> [What the task requires]
What you return must be an exact copy of the lines in the listing below between the line holding "impl FromStr for" and the line holding "fatal for a run.", inclusive, and nothing more.

> [Material for the task]
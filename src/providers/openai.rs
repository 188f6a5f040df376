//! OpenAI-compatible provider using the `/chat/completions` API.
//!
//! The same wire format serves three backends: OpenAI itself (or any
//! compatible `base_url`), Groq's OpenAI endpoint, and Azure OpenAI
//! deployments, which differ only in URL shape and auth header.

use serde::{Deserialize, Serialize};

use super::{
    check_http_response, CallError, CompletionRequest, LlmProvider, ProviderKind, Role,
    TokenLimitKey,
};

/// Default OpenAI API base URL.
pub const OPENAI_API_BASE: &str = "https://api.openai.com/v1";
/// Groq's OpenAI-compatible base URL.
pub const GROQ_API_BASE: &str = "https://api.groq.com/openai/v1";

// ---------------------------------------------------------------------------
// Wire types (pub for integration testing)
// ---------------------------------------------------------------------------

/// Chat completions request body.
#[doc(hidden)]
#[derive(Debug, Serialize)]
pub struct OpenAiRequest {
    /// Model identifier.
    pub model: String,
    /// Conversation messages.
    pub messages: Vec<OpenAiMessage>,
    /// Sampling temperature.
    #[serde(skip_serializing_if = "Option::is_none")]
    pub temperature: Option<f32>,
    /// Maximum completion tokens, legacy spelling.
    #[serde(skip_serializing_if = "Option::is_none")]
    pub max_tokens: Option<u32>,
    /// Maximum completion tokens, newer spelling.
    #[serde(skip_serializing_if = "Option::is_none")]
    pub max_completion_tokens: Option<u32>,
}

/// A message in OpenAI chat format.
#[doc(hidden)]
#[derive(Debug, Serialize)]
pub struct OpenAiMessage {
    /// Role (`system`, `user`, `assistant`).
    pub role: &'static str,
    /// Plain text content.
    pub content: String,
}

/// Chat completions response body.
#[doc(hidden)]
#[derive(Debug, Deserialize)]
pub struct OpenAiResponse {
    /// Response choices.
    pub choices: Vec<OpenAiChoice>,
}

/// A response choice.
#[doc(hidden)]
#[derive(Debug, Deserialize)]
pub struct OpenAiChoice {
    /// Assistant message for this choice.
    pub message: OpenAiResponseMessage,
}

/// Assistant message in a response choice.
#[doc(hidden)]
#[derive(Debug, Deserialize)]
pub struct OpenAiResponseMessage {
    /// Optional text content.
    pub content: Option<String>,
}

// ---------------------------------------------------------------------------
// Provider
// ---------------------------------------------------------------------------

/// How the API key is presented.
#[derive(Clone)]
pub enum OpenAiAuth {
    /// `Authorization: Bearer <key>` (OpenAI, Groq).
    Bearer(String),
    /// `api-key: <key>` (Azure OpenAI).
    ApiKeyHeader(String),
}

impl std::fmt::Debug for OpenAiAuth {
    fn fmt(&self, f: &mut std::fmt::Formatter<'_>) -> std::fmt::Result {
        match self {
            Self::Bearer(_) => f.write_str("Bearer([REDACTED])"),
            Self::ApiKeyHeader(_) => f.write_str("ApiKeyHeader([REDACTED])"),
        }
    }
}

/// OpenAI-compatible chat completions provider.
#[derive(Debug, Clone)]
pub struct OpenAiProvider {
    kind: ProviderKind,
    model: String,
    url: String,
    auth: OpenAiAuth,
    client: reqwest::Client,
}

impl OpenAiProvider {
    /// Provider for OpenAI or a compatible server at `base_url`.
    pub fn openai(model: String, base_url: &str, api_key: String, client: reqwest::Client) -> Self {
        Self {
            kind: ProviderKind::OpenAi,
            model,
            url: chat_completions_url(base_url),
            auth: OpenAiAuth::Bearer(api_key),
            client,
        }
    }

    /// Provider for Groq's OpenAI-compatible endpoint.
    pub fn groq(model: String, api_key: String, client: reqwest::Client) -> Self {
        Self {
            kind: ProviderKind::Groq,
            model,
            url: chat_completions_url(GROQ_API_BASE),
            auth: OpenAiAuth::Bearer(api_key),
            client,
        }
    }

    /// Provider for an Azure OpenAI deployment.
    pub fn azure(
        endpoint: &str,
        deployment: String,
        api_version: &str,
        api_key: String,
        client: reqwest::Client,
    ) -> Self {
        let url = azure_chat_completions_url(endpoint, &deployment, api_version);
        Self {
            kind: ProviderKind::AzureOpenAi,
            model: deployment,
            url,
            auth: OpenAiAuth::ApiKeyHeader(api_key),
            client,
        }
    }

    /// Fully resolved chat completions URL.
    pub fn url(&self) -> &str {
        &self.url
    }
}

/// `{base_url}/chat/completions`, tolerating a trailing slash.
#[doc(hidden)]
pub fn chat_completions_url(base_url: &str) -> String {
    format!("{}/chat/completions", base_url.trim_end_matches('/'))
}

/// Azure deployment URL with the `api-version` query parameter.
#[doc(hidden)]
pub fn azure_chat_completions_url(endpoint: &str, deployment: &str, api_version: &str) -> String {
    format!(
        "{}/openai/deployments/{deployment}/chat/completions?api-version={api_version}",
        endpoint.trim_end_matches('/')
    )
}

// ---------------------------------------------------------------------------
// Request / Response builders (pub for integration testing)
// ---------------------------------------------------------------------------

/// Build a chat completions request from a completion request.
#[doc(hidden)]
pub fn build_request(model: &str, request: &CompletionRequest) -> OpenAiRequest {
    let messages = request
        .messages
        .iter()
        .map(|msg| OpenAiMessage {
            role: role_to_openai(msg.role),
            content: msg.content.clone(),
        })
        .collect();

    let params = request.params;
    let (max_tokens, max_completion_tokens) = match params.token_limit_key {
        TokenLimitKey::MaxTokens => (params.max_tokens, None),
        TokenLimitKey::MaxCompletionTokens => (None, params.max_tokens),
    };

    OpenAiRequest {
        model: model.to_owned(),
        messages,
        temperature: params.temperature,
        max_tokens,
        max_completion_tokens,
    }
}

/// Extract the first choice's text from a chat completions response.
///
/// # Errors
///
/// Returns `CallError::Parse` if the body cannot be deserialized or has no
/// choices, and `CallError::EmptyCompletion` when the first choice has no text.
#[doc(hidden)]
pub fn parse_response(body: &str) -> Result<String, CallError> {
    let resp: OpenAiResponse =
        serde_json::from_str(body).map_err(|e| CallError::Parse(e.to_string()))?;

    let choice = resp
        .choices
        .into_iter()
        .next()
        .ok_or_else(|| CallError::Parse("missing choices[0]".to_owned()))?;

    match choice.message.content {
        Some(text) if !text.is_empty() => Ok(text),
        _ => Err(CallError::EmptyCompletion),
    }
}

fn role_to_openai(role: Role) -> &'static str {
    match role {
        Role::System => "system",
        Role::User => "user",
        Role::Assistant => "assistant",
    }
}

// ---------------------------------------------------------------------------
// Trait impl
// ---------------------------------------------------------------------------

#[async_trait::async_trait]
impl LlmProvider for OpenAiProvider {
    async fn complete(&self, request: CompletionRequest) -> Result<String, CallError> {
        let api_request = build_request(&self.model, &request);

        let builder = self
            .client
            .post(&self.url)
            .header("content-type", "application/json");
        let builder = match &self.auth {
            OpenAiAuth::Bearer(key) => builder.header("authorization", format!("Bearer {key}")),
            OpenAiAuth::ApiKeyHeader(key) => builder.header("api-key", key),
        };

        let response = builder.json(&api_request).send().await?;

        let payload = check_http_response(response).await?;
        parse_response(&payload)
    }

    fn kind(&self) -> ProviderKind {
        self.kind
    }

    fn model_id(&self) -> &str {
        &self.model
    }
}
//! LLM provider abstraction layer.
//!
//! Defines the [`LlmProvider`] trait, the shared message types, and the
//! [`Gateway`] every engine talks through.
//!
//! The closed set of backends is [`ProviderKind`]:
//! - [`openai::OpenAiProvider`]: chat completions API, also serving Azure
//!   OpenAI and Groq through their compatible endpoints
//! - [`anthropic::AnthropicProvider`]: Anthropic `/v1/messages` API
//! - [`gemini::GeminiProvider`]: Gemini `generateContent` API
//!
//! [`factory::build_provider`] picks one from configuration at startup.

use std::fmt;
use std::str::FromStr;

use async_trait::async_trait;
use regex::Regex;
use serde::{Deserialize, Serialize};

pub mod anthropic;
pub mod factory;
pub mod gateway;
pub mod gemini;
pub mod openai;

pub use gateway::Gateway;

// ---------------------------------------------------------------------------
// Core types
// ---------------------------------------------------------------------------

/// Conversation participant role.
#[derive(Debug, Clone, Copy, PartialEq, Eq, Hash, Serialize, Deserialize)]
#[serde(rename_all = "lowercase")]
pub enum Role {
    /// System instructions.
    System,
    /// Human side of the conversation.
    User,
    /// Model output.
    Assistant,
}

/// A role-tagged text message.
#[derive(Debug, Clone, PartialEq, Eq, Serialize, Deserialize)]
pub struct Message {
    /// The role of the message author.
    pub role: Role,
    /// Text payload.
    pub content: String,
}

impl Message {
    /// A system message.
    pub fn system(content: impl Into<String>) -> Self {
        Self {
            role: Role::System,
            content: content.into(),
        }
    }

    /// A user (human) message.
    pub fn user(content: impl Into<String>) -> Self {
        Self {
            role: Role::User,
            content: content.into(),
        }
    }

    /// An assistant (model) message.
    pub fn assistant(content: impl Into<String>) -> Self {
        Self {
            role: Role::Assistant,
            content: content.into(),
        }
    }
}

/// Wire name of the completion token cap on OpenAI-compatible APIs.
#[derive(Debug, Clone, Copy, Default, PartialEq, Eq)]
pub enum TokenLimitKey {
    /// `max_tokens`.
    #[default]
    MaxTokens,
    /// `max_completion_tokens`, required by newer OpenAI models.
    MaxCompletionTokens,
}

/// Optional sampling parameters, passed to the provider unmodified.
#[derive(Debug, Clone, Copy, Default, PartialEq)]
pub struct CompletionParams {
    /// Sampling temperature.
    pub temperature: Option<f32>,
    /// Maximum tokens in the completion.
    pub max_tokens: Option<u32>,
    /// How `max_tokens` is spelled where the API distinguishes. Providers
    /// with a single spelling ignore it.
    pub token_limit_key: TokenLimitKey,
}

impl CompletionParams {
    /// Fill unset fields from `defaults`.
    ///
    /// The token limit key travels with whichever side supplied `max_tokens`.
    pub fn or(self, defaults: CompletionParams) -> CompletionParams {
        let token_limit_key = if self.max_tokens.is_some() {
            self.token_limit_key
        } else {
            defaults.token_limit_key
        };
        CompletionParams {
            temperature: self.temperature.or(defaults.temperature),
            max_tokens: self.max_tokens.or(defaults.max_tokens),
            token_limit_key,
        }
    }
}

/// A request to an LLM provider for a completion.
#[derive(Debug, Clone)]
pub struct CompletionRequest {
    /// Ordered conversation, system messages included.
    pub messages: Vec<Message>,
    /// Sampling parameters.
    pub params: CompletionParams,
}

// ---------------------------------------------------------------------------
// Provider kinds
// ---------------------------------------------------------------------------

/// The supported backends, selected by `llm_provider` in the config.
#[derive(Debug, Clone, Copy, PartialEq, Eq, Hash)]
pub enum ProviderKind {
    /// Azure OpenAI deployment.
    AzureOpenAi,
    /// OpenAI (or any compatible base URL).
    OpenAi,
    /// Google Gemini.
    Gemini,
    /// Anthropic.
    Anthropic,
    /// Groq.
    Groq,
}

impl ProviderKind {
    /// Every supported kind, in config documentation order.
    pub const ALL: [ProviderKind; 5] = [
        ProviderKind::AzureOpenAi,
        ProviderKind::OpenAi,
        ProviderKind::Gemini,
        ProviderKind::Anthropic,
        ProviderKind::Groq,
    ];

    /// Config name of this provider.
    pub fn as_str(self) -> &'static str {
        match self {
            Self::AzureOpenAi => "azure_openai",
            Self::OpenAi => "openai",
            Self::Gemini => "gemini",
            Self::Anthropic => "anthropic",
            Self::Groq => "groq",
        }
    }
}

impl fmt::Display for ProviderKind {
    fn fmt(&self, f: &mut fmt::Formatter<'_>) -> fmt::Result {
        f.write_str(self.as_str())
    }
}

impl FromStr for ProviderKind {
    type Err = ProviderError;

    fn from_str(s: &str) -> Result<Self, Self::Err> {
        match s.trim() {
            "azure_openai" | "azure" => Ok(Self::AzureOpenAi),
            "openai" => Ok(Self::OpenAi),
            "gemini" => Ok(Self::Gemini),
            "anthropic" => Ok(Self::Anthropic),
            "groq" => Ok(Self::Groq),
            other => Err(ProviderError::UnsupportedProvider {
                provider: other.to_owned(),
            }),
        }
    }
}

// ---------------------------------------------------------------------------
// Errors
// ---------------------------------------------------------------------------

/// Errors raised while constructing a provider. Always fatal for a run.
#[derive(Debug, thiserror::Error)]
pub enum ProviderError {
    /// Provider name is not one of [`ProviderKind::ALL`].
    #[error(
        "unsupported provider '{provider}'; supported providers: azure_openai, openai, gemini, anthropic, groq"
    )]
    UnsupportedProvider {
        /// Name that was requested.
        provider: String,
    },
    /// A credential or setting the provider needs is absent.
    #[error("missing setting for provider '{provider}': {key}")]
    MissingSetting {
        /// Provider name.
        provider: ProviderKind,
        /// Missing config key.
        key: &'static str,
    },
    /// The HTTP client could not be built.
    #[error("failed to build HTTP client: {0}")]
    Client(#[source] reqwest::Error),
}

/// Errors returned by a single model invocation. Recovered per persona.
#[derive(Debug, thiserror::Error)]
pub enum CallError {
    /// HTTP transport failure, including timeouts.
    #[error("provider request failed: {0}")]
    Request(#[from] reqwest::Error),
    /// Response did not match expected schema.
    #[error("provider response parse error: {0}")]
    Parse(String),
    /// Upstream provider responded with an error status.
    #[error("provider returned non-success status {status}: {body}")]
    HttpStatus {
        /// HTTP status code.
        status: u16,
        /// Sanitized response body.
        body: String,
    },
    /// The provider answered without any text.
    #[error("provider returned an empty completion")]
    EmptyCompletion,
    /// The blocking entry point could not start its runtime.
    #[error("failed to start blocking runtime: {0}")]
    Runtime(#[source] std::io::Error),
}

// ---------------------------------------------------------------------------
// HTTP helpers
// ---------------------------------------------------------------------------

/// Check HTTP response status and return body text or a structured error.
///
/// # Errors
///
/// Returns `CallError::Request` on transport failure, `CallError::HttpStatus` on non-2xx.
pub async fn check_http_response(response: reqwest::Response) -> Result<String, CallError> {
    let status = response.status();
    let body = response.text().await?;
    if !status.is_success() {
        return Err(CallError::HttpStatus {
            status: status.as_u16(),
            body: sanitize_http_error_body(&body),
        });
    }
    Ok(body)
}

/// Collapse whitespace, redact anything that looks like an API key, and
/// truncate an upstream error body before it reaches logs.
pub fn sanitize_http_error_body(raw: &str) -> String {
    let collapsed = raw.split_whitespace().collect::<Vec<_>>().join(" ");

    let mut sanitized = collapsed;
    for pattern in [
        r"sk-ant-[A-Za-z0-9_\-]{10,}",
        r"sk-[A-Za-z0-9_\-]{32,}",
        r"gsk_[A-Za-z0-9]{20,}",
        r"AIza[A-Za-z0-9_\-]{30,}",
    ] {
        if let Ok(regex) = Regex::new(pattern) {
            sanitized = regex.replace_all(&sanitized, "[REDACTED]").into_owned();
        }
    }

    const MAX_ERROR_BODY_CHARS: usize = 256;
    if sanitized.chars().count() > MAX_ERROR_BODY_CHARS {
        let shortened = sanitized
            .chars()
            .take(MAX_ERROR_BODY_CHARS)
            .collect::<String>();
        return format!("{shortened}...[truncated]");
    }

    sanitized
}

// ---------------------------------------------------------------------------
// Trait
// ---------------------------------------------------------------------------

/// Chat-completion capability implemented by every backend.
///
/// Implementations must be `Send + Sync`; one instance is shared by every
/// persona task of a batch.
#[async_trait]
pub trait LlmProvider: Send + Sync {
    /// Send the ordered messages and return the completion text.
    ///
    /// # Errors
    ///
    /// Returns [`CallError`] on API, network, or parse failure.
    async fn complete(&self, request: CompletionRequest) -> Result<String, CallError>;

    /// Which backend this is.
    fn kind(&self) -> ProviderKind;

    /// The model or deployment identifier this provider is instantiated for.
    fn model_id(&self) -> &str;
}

--

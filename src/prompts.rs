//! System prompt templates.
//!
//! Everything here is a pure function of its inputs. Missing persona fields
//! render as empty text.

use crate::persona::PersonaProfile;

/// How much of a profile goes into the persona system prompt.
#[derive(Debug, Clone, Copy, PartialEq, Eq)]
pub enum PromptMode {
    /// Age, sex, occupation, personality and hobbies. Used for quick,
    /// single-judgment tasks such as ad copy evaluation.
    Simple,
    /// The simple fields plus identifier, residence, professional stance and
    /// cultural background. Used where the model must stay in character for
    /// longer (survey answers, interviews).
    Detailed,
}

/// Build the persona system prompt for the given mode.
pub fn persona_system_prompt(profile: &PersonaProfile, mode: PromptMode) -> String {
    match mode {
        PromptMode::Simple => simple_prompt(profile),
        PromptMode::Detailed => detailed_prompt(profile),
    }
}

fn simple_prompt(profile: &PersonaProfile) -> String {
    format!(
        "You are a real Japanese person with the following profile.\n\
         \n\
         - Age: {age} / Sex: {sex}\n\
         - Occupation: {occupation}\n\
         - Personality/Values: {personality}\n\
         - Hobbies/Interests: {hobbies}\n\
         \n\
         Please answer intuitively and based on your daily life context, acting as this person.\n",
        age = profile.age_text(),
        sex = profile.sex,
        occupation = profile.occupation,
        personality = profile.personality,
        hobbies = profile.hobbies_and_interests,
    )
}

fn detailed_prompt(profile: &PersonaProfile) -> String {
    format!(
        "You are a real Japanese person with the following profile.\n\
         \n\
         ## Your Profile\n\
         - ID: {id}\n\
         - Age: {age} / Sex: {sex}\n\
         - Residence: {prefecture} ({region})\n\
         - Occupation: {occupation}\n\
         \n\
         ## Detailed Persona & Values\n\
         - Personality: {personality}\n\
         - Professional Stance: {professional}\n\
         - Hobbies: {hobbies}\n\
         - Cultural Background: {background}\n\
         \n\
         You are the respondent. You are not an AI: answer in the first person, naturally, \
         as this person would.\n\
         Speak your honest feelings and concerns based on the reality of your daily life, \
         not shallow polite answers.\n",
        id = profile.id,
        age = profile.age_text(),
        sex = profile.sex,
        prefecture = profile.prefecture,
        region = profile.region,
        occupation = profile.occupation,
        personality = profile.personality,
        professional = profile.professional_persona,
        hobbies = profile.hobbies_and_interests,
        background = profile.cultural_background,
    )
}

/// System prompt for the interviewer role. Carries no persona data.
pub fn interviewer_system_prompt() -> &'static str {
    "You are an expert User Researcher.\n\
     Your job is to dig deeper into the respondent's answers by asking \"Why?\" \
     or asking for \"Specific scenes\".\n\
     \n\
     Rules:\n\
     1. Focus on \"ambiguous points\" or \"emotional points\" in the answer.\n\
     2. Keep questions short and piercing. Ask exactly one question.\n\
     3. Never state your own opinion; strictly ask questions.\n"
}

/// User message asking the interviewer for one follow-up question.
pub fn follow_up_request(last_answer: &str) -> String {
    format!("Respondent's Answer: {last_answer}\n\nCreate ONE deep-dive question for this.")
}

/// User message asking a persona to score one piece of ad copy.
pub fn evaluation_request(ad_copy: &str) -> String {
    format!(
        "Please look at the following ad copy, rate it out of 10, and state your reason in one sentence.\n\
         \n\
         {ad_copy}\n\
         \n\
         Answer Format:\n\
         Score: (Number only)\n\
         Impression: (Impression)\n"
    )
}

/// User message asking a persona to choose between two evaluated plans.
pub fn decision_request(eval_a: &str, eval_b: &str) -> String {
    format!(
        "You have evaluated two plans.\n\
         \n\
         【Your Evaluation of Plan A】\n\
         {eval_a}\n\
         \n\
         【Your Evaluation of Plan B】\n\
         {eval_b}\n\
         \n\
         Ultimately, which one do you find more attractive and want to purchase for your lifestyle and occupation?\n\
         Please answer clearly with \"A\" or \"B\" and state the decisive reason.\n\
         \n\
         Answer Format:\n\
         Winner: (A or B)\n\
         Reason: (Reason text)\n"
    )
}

--

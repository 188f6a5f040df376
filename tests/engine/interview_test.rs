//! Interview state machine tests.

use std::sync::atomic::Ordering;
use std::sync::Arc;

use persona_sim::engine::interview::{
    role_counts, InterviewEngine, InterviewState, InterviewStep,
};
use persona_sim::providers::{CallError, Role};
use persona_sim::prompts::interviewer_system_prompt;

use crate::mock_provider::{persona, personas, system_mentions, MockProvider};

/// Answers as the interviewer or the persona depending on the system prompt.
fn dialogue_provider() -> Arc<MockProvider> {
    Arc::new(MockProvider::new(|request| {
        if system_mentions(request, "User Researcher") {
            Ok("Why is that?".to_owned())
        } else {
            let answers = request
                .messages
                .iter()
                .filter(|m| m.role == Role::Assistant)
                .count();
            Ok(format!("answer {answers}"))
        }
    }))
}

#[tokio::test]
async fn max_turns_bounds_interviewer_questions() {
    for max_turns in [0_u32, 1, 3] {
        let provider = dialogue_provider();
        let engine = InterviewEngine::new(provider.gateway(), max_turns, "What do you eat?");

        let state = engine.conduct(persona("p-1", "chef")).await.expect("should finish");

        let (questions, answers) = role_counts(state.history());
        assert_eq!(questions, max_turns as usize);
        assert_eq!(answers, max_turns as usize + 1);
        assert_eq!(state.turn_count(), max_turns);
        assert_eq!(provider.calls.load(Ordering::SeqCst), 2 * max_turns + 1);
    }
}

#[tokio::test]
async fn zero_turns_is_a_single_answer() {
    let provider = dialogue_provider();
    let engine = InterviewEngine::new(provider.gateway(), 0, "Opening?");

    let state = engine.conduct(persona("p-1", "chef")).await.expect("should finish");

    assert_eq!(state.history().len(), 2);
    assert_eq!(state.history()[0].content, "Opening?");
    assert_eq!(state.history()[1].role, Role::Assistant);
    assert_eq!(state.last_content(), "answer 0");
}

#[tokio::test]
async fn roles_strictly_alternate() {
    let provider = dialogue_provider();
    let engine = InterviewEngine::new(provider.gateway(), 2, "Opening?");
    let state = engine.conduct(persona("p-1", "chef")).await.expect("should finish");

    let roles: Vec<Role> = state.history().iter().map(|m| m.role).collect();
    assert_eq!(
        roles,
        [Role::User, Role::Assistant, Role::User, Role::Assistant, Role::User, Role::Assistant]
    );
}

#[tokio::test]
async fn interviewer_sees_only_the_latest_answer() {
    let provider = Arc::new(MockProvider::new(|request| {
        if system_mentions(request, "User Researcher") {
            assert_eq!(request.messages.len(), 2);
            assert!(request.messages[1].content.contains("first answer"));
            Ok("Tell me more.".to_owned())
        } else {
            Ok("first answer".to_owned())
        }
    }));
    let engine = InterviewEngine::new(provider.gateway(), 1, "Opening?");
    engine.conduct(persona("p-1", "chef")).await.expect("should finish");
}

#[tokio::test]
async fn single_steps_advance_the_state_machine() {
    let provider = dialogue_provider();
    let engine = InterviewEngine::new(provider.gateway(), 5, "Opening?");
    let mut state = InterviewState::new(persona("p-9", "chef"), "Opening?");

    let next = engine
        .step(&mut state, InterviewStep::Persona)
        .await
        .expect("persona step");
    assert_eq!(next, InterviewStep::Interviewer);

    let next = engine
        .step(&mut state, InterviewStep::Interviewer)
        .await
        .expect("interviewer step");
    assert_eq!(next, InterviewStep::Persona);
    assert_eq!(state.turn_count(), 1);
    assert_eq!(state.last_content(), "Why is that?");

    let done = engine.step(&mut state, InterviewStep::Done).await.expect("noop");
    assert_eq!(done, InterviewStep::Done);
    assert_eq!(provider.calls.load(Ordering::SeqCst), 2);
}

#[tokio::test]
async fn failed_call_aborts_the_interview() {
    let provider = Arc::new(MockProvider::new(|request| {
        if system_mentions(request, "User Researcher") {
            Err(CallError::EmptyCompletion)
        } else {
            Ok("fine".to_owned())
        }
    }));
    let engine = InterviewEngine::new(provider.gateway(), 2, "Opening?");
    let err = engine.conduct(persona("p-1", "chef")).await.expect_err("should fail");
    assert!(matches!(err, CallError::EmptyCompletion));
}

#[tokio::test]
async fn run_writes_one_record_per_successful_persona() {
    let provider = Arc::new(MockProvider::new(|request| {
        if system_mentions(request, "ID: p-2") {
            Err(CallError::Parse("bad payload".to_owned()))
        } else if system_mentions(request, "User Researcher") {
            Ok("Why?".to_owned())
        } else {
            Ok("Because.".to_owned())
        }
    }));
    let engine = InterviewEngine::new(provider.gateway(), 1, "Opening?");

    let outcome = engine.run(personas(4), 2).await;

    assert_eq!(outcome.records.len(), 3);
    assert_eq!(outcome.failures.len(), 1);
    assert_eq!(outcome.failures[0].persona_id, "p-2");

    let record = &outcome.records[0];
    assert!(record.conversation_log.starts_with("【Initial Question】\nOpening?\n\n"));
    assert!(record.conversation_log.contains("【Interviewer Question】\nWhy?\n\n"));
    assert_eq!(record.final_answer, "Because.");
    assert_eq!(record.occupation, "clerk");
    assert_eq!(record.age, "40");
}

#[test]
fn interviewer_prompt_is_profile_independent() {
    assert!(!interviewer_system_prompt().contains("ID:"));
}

> [Task result]
impl FromStr for ProviderKind {
    type Err = ProviderError;

    fn from_str(s: &str) -> Result<Self, Self::Err> {
        match s.trim() {
            "azure_openai" | "azure" => Ok(Self::AzureOpenAi),
            "openai" => Ok(Self::OpenAi),
            "gemini" => Ok(Self::Gemini),
            "anthropic" => Ok(Self::Anthropic),
            "groq" => Ok(Self::Groq),
            other => Err(ProviderError::UnsupportedProvider {
                provider: other.to_owned(),
            }),
        }
    }
}

// ---------------------------------------------------------------------------
// Errors
// ---------------------------------------------------------------------------

/// Errors raised while constructing a provider. Always fatal for a run.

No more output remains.